In our December issue, we invite you to embark on a journey with us through the world of research, a place where freedom and responsibility are inextricably linked.

While for some people freedom of research goes too far, others believe it is in danger. Our cover image symbolises the balancing act between freedom and responsibility. While the winged figure is all set to take to the skies, illustrator Tim Martin leaves it up to the reader to decide how the ropes in the picture are to be interpreted. Do they represent ideological, religious or state-imposed shackles that populists would like to place on researchers due to the fear of progress? Or are they protective ropes that should serve to protect researchers against their own false ambitions, ensuring that their flights of fancy don’t end in disaster like Icarus? Applied research, which is the task of universities of applied sciences, is conducted in this area of tension between freedom and limits.

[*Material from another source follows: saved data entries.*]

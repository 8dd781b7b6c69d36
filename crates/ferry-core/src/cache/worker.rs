//! The cache coordinator loop.
//!
//! Requests are handled strictly one at a time in arrival order, so a lookup
//! issued after a store always observes it.

use std::io;

use tokio::io::{AsyncBufReadExt, AsyncRead, AsyncWrite, AsyncWriteExt, BufReader};
use tokio::sync::mpsc;
use tracing::{debug, info, warn};

use ferry_protocol::{
    from_line, to_line, CacheNotice, CacheReply, CacheRequest, ReplyEnvelope, RequestEnvelope,
    WorkerMessage,
};

use super::store::CacheStore;

const CHANNEL_DEPTH: usize = 64;

/// Serve requests from `requests` until every sender is gone.
///
/// `OFFLINE_READY` is pushed once the store is open and reconciled, before the
/// first request is read.
pub async fn serve(
    mut store: CacheStore,
    mut requests: mpsc::Receiver<RequestEnvelope>,
    out: mpsc::Sender<WorkerMessage>,
) {
    let ready = CacheNotice::OfflineReady {
        generation: store.generation().to_string(),
        entries: store.len() as u64,
    };
    if out.send(WorkerMessage::Notice(ready)).await.is_err() {
        return;
    }
    info!(target: "ferry::cache", root = %store.root().display(), entries = store.len(), "cache coordinator ready");

    while let Some(RequestEnvelope { id, request }) = requests.recv().await {
        debug!(target: "ferry::cache", %id, kind = request.type_name(), "request");
        let (reply, notice) = handle(&mut store, request).await;
        if out
            .send(WorkerMessage::Reply(ReplyEnvelope { id, reply }))
            .await
            .is_err()
        {
            break;
        }
        if let Some(notice) = notice {
            if out.send(WorkerMessage::Notice(notice)).await.is_err() {
                break;
            }
        }
    }
    debug!(target: "ferry::cache", "cache coordinator stopped");
}

async fn handle(store: &mut CacheStore, request: CacheRequest) -> (CacheReply, Option<CacheNotice>) {
    match request {
        CacheRequest::CacheStore { url, bytes, class } => {
            match store.store(&url, &bytes, class).await {
                Ok(meta) => (
                    CacheReply::Ack { removed: 0 },
                    Some(CacheNotice::CacheUpdated {
                        url,
                        size_bytes: meta.size_bytes,
                        class,
                    }),
                ),
                Err(err) => (error_reply(err), None),
            }
        }
        CacheRequest::CacheLookup { url } => match store.lookup(&url).await {
            Ok(Some((bytes, meta))) => (CacheReply::Hit { bytes, meta }, None),
            Ok(None) => (CacheReply::Miss, None),
            Err(err) => (error_reply(err), None),
        },
        CacheRequest::CacheClear(scope) => match store.clear(&scope).await {
            Ok(removed) => (CacheReply::Ack { removed }, None),
            Err(err) => (error_reply(err), None),
        },
        CacheRequest::CacheStatus => (CacheReply::Status(store.status()), None),
    }
}

fn error_reply(err: impl std::fmt::Display) -> CacheReply {
    warn!(target: "ferry::cache", "request failed: {err}");
    CacheReply::Error {
        message: err.to_string(),
    }
}

/// Speak the protocol as newline-delimited JSON over a byte stream.
pub async fn serve_io<R, W>(store: CacheStore, reader: R, writer: W) -> io::Result<()>
where
    R: AsyncRead + Unpin + Send + 'static,
    W: AsyncWrite + Unpin + Send + 'static,
{
    let (req_tx, req_rx) = mpsc::channel(CHANNEL_DEPTH);
    let (out_tx, mut out_rx) = mpsc::channel::<WorkerMessage>(CHANNEL_DEPTH);
    let rejects = out_tx.clone();
    let worker = tokio::spawn(serve(store, req_rx, out_tx));

    let read_loop = async move {
        let mut lines = BufReader::new(reader).lines();
        while let Some(line) = lines.next_line().await? {
            if line.trim().is_empty() {
                continue;
            }
            match from_line::<RequestEnvelope>(&line) {
                Ok(env) => {
                    if req_tx.send(env).await.is_err() {
                        break;
                    }
                }
                Err(err) => {
                    warn!(target: "ferry::cache", "malformed request: {err}");
                    if let Some(id) = correlation_id(&line) {
                        let reply = ReplyEnvelope {
                            id,
                            reply: CacheReply::Error {
                                message: format!("malformed request: {err}"),
                            },
                        };
                        let _ = rejects.send(WorkerMessage::Reply(reply)).await;
                    }
                }
            }
        }
        Ok::<_, io::Error>(())
    };

    let write_loop = async move {
        let mut writer = writer;
        while let Some(msg) = out_rx.recv().await {
            let line = to_line(&msg).map_err(io::Error::other)?;
            writer.write_all(line.as_bytes()).await?;
            writer.write_all(b"\n").await?;
            writer.flush().await?;
        }
        Ok::<_, io::Error>(())
    };

    let (read, write) = tokio::join!(read_loop, write_loop);
    if let Err(err) = worker.await {
        warn!(target: "ferry::cache", "cache coordinator task failed: {err}");
    }
    read.and(write)
}

pub async fn serve_stdio(store: CacheStore) -> io::Result<()> {
    serve_io(store, tokio::io::stdin(), tokio::io::stdout()).await
}

fn correlation_id(line: &str) -> Option<String> {
    let value: serde_json::Value = serde_json::from_str(line).ok()?;
    value.get("id")?.as_str().map(str::to_string)
}

#[cfg(test)]
mod tests {
    use super::*;
    use bytes::Bytes;
    use ferry_protocol::{ClearScope, EntryClass};

    async fn recv_reply(rx: &mut mpsc::Receiver<WorkerMessage>) -> ReplyEnvelope {
        loop {
            match rx.recv().await.expect("worker alive") {
                WorkerMessage::Reply(env) => return env,
                WorkerMessage::Notice(_) => continue,
            }
        }
    }

    #[tokio::test]
    async fn announces_ready_then_answers_in_order() {
        let dir = tempfile::tempdir().unwrap();
        let store = CacheStore::open(dir.path(), "v7").await.unwrap();
        let (req_tx, req_rx) = mpsc::channel(8);
        let (out_tx, mut out_rx) = mpsc::channel(8);
        tokio::spawn(serve(store, req_rx, out_tx));

        match out_rx.recv().await.unwrap() {
            WorkerMessage::Notice(CacheNotice::OfflineReady { generation, entries }) => {
                assert_eq!(generation, "v7");
                assert_eq!(entries, 0);
            }
            other => panic!("expected OFFLINE_READY, got {other:?}"),
        }

        req_tx
            .send(RequestEnvelope {
                id: "1".into(),
                request: CacheRequest::CacheStore {
                    url: "u".into(),
                    bytes: Bytes::from_static(b"abc"),
                    class: EntryClass::Model,
                },
            })
            .await
            .unwrap();
        req_tx
            .send(RequestEnvelope {
                id: "2".into(),
                request: CacheRequest::CacheLookup { url: "u".into() },
            })
            .await
            .unwrap();

        let first = recv_reply(&mut out_rx).await;
        assert_eq!(first.id, "1");
        assert_eq!(first.reply, CacheReply::Ack { removed: 0 });
        match out_rx.recv().await.unwrap() {
            WorkerMessage::Notice(CacheNotice::CacheUpdated { url, size_bytes, .. }) => {
                assert_eq!(url, "u");
                assert_eq!(size_bytes, 3);
            }
            other => panic!("expected CACHE_UPDATED, got {other:?}"),
        }
        let second = recv_reply(&mut out_rx).await;
        assert_eq!(second.id, "2");
        assert!(matches!(second.reply, CacheReply::Hit { .. }));

        req_tx
            .send(RequestEnvelope {
                id: "3".into(),
                request: CacheRequest::CacheClear(ClearScope::All),
            })
            .await
            .unwrap();
        assert_eq!(recv_reply(&mut out_rx).await.reply, CacheReply::Ack { removed: 1 });
    }

    #[test]
    fn correlation_id_survives_bad_payloads() {
        assert_eq!(
            correlation_id(r#"{"id":"abc","type":"CACHE_EXPLODE"}"#).as_deref(),
            Some("abc")
        );
        assert_eq!(correlation_id("not json"), None);
    }
}
//! Shared utilities

pub mod error;

pub use error::{AppError, AppResult, ErrorResponse};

While an openness to results, a free choice of methods and the sharing of knowledge are likewise considered quality criteria here, these aspects must be repeatedly renegotiated in cooperation with research partners from business and institutions. “As universities of applied sciences don’t only generate knowledge, but rather also help their partners in implementing it in practice, they change the world in a very concrete manner,” says Christoph Heitz, an expert in algorithmic fairness at the ZHAW, in the interview found in this edition of Impact (page 26). He therefore considers another scientific aspect to be at least as important as freedom: the assumption of responsibility by researchers for their actions and their consequences from an ethical, sustainable and social perspective. Heitz calls for people to be trained in this way of thinking, as there is no need to fear the freedom of research. After all, researchers usually know best themselves where the risks of their work lie.